“Tüm muhteşem hikâyeler iki şekilde başlar: Ya bir insan bir yolculuğa çıkar, ya da şehre bir yabancı gelir.” — Tolstoy
Funnel Kafası’nın hikayesi de Emre ve Hasan’ın ayrı ayrı çıktığı yolculuklarla başladı. Birazdan, önce Emre’nin sonra Hasan’ın gözünden bu hikayeyi dinleyeceksiniz.
… ve Emre mikrofonu alır 🎙
Hayatım boyunca içimde ”gerçek ve güçlü bir öğrenme isteği” ile hareket ettim. Farklı bir çok mesleği deneyip kendi adıma iyi olanı bulmak için çok çabaladım.
Henüz Pinterest üzerinde ahşap işcilikler yeni trend oluyorken bir kaç arkadaşla ürünler yapıp satmaya başladım. Ip Man filmini bilenler vardır oradaki dövüş sanatı olan Wing Chun’u öğrenip asistan olarak insanlara ders verdim.

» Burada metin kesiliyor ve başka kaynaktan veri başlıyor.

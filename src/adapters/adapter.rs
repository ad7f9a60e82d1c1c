use std::rc::Rc;

use alloy_primitives::{Address, Bytes, U256};
use tracing::debug;

use super::{lifi::LiFiFacet, one_inch::OneInchFacet, proxy};
use crate::diamond::Facet;
use crate::env::{CallContext, Contract, Env};
use crate::types::error::{Result, RouterError};
use crate::types::interfaces::IAggregatorProxy::InvalidAggregatorAddress;
use crate::types::provider::Provider;
use crate::types::swap_request::SwapRequest;

// Standard interface for all aggregator facets
pub trait AggregatorAdapter: Facet {
    // Aggregator family the facet talks to
    fn provider(&self) -> Provider;

    // Aggregator contract baked into the facet at deployment
    fn aggregator(&self) -> Address;

    // Decode the swap arguments and run them through the shared proxy logic
    fn swap(
        &self,
        e: &mut Env,
        ctx: &CallContext,
        from_token_with_fee: U256,
        from_amount: U256,
        to_token_with_fee: U256,
        call_data: Bytes,
    ) -> Result<Bytes> {
        let request = SwapRequest::decode(from_token_with_fee, from_amount, to_token_with_fee, call_data)?;
        proxy::call_aggregator(e, ctx, self.provider(), self.aggregator(), request)
    }
}

// Deploy the facet of `provider` bound to `aggregator`
//
// # Arguments
//
// * `e` - The environment
// * `deployer` - Deploying account
// * `provider` - Aggregator provider
// * `aggregator` - Aggregator contract address
//
// # Errors
//
// `InvalidAggregatorAddress` if the aggregator is the zero address or has no code
pub fn deploy_adapter(e: &mut Env, deployer: Address, provider: Provider, aggregator: Address) -> Result<Address> {
    //match by provider
    let code: Rc<dyn Contract> = match provider {
        Provider::OneInch => Rc::new(OneInchFacet::new(aggregator)),
        Provider::LiFi => Rc::new(LiFiFacet::new(aggregator)),
    };
    e.create::<RouterError>(deployer, code, |e, ctx| {
        //aggregator should be a deployed contract
        if aggregator.is_zero() || !e.has_code(aggregator) {
            return Err(InvalidAggregatorAddress { aggregator }.into());
        }
        debug!(%provider, facet = %ctx.address, %aggregator, "aggregator facet deployed");
        Ok(())
    })
}
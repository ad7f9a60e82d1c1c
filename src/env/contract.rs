use alloy_primitives::{Address, Bytes, U256};

use super::Env;

// Execution frame of a single call
#[derive(Debug, Clone, Copy, PartialEq, Eq)]
pub struct CallContext {
    // Account whose storage and balance the running code operates on
    pub address: Address,
    // Account the running code was loaded from (differs from `address` under delegatecall)
    pub code_address: Address,
    // Immediate caller of the frame
    pub caller: Address,
    // Native value attached to the frame
    pub value: U256,
}

// Revert data returned by a failed frame
#[derive(Debug, Clone, Default, PartialEq, Eq, thiserror::Error)]
#[error("execution reverted with {} bytes of revert data", .0.len())]
pub struct Reverted(pub Bytes);

impl Reverted {
    pub fn data(&self) -> &Bytes {
        &self.0
    }
}

impl From<Vec<u8>> for Reverted {
    fn from(data: Vec<u8>) -> Self {
        Self(data.into())
    }
}

pub type CallResult = Result<Bytes, Reverted>;

// Code installed at an account. Implementations are stateless, all state lives in `Env` storage.
pub trait Contract {
    // Short name used in traces
    fn name(&self) -> &'static str;

    // Runs the code against the frame described by `ctx`
    fn execute(&self, e: &mut Env, ctx: &CallContext, input: &[u8]) -> CallResult;
}
use alloy_primitives::{Address, Selector};

use super::adapter::AggregatorAdapter;
use crate::diamond::{decode_calldata, interface_selectors, Facet};
use crate::env::{CallContext, CallResult, Contract, Env};
use crate::types::interfaces::ILiFiFacet::ILiFiFacetCalls;
use crate::types::provider::Provider;

// Swap entry point forwarding to the LiFi diamond
#[derive(Debug, Clone, Copy)]
pub struct LiFiFacet {
    aggregator: Address,
}

impl LiFiFacet {
    pub fn new(aggregator: Address) -> Self {
        Self { aggregator }
    }
}

impl AggregatorAdapter for LiFiFacet {
    fn provider(&self) -> Provider {
        Provider::LiFi
    }

    fn aggregator(&self) -> Address {
        self.aggregator
    }
}

impl Contract for LiFiFacet {
    fn name(&self) -> &'static str {
        "LiFiFacet"
    }

    fn execute(&self, e: &mut Env, ctx: &CallContext, input: &[u8]) -> CallResult {
        let ILiFiFacetCalls::callLiFi(call) = decode_calldata::<ILiFiFacetCalls>(input)?;
        let result = self.swap(
            e,
            ctx,
            call.fromTokenWithFee,
            call.fromAmount,
            call.toTokenWithFee,
            call.callData,
        );
        Ok(result?)
    }
}

impl Facet for LiFiFacet {
    fn selectors(&self) -> Vec<Selector> {
        interface_selectors::<ILiFiFacetCalls>()
    }
}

Kendi dükkanımızda bina dış kapı kilitlerinin pazarlamasını yapmak için Edremit-İzmir-Bursa arasında mekik dokudum.
Aslında zihnimdeki düşünce çok basitti. Nerede iyi olduğumu keşfetmeye çalışıyordum. Ve yol boyunca denediğim her şey de sayısız farklı öğrenmeyle beraber bana katkı sağlıyordu.
Tabi bir yandan da hayatımı idame ettirmem ve para kazanmam şarttı. Üstüne üstlük bu dönemde hayatın bana en güzel hediyelerinden biri olan eşimle tanışmış ve evlenme hazırlıklarına girişmiştik.

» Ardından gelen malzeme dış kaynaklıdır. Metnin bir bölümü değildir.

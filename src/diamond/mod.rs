pub mod cut_facet;
pub mod init;
pub mod lib_diamond;
pub mod loupe_facet;
pub mod ownership_facet;

use alloy_primitives::{Address, Bytes, Selector};
use alloy_sol_types::SolInterface;

use crate::env::{CallContext, Contract};
use crate::types::error::{Result, RouterError};
use crate::types::facet_cut::{facet_cut, FacetCutAction};
use crate::types::interfaces::IDiamondCut::FacetCut;

// Contract whose functions are served through a diamond
pub trait Facet: Contract {
    // Function selectors the facet registers in a cut
    fn selectors(&self) -> Vec<Selector>;
}

// Cut adding every selector of `facet`, deployed at `address`
pub fn add_cut(address: Address, facet: &dyn Facet) -> FacetCut {
    facet_cut(address, FacetCutAction::Add, facet.selectors())
}

// Selectors declared by a sol! interface
pub fn interface_selectors<I: SolInterface>() -> Vec<Selector> {
    I::selectors().map(Selector::from).collect()
}

// ERC-165 identifier of an interface: XOR of all its function selectors
pub fn interface_id<I: SolInterface>() -> Selector {
    let id = I::selectors().fold([0u8; 4], |mut id, selector| {
        id.iter_mut()
            .zip(selector)
            .for_each(|(byte, other)| *byte ^= other);
        id
    });
    Selector::from(id)
}

// Decodes calldata into the call enum of an interface; undecodable input reverts without data
pub fn decode_calldata<I: SolInterface>(input: &[u8]) -> Result<I> {
    I::abi_decode(input).map_err(|_| RouterError::Reverted(Bytes::new()))
}

// Nonpayable functions refuse attached value
pub fn enforce_non_payable(ctx: &CallContext) -> Result<()> {
    if !ctx.value.is_zero() {
        return Err(RouterError::Reverted(Bytes::new()));
    }
    Ok(())
}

Son olarak kendi dükkanımızda çalışırken yine denemek için girdiğim Re/Max Bal şirketinde gayrimenkul danışmanlığına başladım. Bir gün ofiste çalışırken Hollanda’da yaşayan çok sevdiğim bir dostumdan telefon aldım.
O anı hala çok net hatırlıyorum. Ofisteydim, telefonda bana bir iş modelinden bahsetti ve tam senlik dedi. Konuyu az biraz öğrenir öğrenmez bilgisayarın başına gittim ve dostumun tavsiye ettiği 29$’lık bir SMMA(Social Media Management Agency) kursunu satın aldım.
Aslında olay basitti. İşletmelerin müşteriye ihtiyacı var ve dijitali kullanmayı tam olarak bilmiyorlar. Sen de bir danışman olarak bu probleme çözüm üretip uzmanlığını satarak para kazanıyorsun.
Çok kısa sürede eğitimi tamamladım ve ilk olarak Re/Max’a danışmanlık vermeye başladım. Sonra İspanya’da yine bir tanıdığın e-ticaret firmasına bedava hizmet vererek işin derinliklerini öğrenmeye ve sürekli kendimi yetiştirmeye devam ettim.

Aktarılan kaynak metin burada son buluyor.